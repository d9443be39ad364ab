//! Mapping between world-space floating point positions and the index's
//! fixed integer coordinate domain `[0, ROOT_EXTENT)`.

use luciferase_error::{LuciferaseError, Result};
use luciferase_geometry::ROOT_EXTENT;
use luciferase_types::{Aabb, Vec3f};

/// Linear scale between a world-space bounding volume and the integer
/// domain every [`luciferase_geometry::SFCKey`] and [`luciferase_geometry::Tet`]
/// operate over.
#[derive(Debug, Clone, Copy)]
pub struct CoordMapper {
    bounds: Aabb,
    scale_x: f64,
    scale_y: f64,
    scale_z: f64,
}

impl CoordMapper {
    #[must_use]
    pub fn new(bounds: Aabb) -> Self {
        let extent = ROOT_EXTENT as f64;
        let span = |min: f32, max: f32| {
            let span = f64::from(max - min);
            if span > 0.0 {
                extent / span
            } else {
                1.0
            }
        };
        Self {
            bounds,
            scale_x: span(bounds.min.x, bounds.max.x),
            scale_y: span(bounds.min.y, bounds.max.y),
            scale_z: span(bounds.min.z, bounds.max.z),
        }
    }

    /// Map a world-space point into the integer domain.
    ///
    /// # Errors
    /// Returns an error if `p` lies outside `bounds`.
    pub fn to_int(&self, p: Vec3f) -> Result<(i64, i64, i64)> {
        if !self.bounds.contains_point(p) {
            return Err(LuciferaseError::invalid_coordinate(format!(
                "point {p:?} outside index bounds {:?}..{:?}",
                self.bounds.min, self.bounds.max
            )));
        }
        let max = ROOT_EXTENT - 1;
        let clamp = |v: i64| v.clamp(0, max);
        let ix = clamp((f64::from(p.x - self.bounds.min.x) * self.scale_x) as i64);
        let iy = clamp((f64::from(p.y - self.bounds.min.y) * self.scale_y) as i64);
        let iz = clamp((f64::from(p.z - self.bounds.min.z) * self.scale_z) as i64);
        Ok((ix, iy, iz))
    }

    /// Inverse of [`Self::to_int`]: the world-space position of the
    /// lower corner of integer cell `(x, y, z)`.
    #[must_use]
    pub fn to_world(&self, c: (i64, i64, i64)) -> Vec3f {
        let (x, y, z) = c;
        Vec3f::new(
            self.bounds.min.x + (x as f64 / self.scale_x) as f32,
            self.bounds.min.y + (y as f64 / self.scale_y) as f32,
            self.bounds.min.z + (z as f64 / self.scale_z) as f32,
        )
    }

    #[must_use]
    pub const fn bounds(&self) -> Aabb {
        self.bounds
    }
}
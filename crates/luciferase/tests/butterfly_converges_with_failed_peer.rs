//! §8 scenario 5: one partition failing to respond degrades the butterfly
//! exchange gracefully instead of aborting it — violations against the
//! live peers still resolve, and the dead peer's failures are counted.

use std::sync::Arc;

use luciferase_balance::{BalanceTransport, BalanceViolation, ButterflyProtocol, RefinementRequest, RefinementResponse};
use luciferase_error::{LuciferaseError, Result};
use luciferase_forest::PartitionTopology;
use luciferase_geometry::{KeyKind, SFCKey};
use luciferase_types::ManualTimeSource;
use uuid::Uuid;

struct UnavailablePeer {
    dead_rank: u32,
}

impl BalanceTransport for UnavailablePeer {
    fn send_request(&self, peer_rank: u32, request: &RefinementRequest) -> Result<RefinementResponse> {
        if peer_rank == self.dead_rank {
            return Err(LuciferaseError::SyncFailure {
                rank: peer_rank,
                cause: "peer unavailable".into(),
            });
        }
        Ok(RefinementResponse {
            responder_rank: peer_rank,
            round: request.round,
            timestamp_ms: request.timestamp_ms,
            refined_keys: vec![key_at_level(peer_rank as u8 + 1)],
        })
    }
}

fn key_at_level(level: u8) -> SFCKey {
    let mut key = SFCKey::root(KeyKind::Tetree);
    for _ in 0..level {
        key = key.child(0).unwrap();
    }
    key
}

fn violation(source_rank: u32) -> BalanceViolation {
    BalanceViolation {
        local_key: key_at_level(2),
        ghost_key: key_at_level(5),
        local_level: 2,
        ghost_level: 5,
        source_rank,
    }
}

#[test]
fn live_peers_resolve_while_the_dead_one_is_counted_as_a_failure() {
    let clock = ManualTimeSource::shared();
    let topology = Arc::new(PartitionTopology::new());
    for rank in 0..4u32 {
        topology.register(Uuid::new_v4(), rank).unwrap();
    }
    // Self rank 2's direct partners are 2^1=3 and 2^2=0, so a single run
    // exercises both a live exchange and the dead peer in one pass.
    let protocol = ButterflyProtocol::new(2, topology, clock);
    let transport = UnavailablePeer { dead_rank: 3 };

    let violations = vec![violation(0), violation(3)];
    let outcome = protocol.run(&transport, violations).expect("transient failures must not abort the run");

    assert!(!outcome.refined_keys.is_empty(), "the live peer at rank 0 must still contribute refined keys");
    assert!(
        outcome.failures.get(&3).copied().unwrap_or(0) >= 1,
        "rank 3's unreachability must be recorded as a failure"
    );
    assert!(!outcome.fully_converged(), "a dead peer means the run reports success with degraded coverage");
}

> _EXERCISE REQUIREMENTS_
The data should be transcribed exactly, line for line.

> _SOLUTION TO THIS TASK_
repository d9443be39ad364ab
//! Mapping between world-space floating point positions and the index's
//! fixed integer coordinate domain `[0, ROOT_EXTENT)`.

use luciferase_error::{LuciferaseError, Result};
use luciferase_geometry::ROOT_EXTENT;
use luciferase_types::{Aabb, Vec3f};

/// Linear scale between a world-space bounding volume and the integer
/// domain every [`luciferase_geometry::SFCKey`] and [`luciferase_geometry::Tet`]
/// operate over.
#[derive(Debug, Clone, Copy)]
pub struct CoordMapper {
    bounds: Aabb,
    scale_x: f64,
    scale_y: f64,
    scale_z: f64,
}

impl CoordMapper {
    #[must_use]
    pub fn new(bounds: Aabb) -> Self {
        let extent = ROOT_EXTENT as f64;
        let span = |min: f32, max: f32| {
            let span = f64::from(max - min);
            if span > 0.0 {
                extent / span
            } else {
                1.0
            }
        };
        Self {
            bounds,
            scale_x: span(bounds.min.x, bounds.max.x),
            scale_y: span(bounds.min.y, bounds.max.y),
            scale_z: span(bounds.min.z, bounds.max.z),
        }
    }

    /// Map a world-space point into the integer domain.
    ///
    /// # Errors
    /// Returns an error if `p` lies outside `bounds`.
    pub fn to_int(&self, p: Vec3f) -> Result<(i64, i64, i64)> {
        if !self.bounds.contains_point(p) {
            return Err(LuciferaseError::invalid_coordinate(format!(
                "point {p:?} outside index bounds {:?}..{:?}",
                self.bounds.min, self.bounds.max
            )));
        }
        let max = ROOT_EXTENT - 1;
        let clamp = |v: i64| v.clamp(0, max);
        let ix = clamp((f64::from(p.x - self.bounds.min.x) * self.scale_x) as i64);
        let iy = clamp((f64::from(p.y - self.bounds.min.y) * self.scale_y) as i64);
        let iz = clamp((f64::from(p.z - self.bounds.min.z) * self.scale_z) as i64);
        Ok((ix, iy, iz))
    }

    /// Inverse of [`Self::to_int`]: the world-space position of the
    /// lower corner of integer cell `(x, y, z)`.
    #[must_use]
    pub fn to_world(&self, c: (i64, i64, i64)) -> Vec3f {
        let (x, y, z) = c;
        Vec3f::new(
            self.bounds.min.x + (x as f64 / self.scale_x) as f32,
            self.bounds.min.y + (y as f64 / self.scale_y) as f32,
            self.bounds.min.z + (z as f64 / self.scale_z) as f32,
        )
    }

    #[must_use]
    pub const fn bounds(&self) -> Aabb {
        self.bounds
    }
}
filename crates/luciferase/tests/butterfly_converges_with_failed_peer.rs
//! §8 scenario 5: one partition failing to respond degrades the butterfly
//! exchange gracefully instead of aborting it — violations against the
//! live peers still resolve, and the dead peer's failures are counted.

use std::sync::Arc;

use luciferase_balance::{BalanceTransport, BalanceViolation, ButterflyProtocol, RefinementRequest, RefinementResponse};
use luciferase_error::{LuciferaseError, Result};
use luciferase_forest::PartitionTopology;
use luciferase_geometry::{KeyKind, SFCKey};
use luciferase_types::ManualTimeSource;
use uuid::Uuid;

struct UnavailablePeer {
    dead_rank: u32,
}

impl BalanceTransport for UnavailablePeer {
    fn send_request(&self, peer_rank: u32, request: &RefinementRequest) -> Result<RefinementResponse> {
        if peer_rank == self.dead_rank {
            return Err(LuciferaseError::SyncFailure {
                rank: peer_rank,
                cause: "peer unavailable".into(),
            });
        }
        Ok(RefinementResponse {
            responder_rank: peer_rank,
            round: request.round,
            timestamp_ms: request.timestamp_ms,
            refined_keys: vec![key_at_level(peer_rank as u8 + 1)],
        })
    }
}

fn key_at_level(level: u8) -> SFCKey {
    let mut key = SFCKey::root(KeyKind::Tetree);
    for _ in 0..level {
        key = key.child(0).unwrap();
    }
    key
}

fn violation(source_rank: u32) -> BalanceViolation {
    BalanceViolation {
        local_key: key_at_level(2),
        ghost_key: key_at_level(5),
        local_level: 2,
        ghost_level: 5,
        source_rank,
    }
}

#[test]
fn live_peers_resolve_while_the_dead_one_is_counted_as_a_failure() {
    let clock = ManualTimeSource::shared();
    let topology = Arc::new(PartitionTopology::new());
    for rank in 0..4u32 {
        topology.register(Uuid::new_v4(), rank).unwrap();
    }
    // Self rank 2's direct partners are 2^1=3 and 2^2=0, so a single run
    // exercises both a live exchange and the dead peer in one pass.
    let protocol = ButterflyProtocol::new(2, topology, clock);
    let transport = UnavailablePeer { dead_rank: 3 };

    let violations = vec![violation(0), violation(3)];
    let outcome = protocol.run(&transport, violations).expect("transient failures must not abort the run");

    assert!(!outcome.refined_keys.is_empty(), "the live peer at rank 0 must still contribute refined keys");
    assert!(
        outcome.failures.get(&3).copied().unwrap_or(0) >= 1,
        "rank 3's unreachability must be recorded as a failure"
    );
    assert!(!outcome.fully_converged(), "a dead peer means the run reports success with degraded coverage");
}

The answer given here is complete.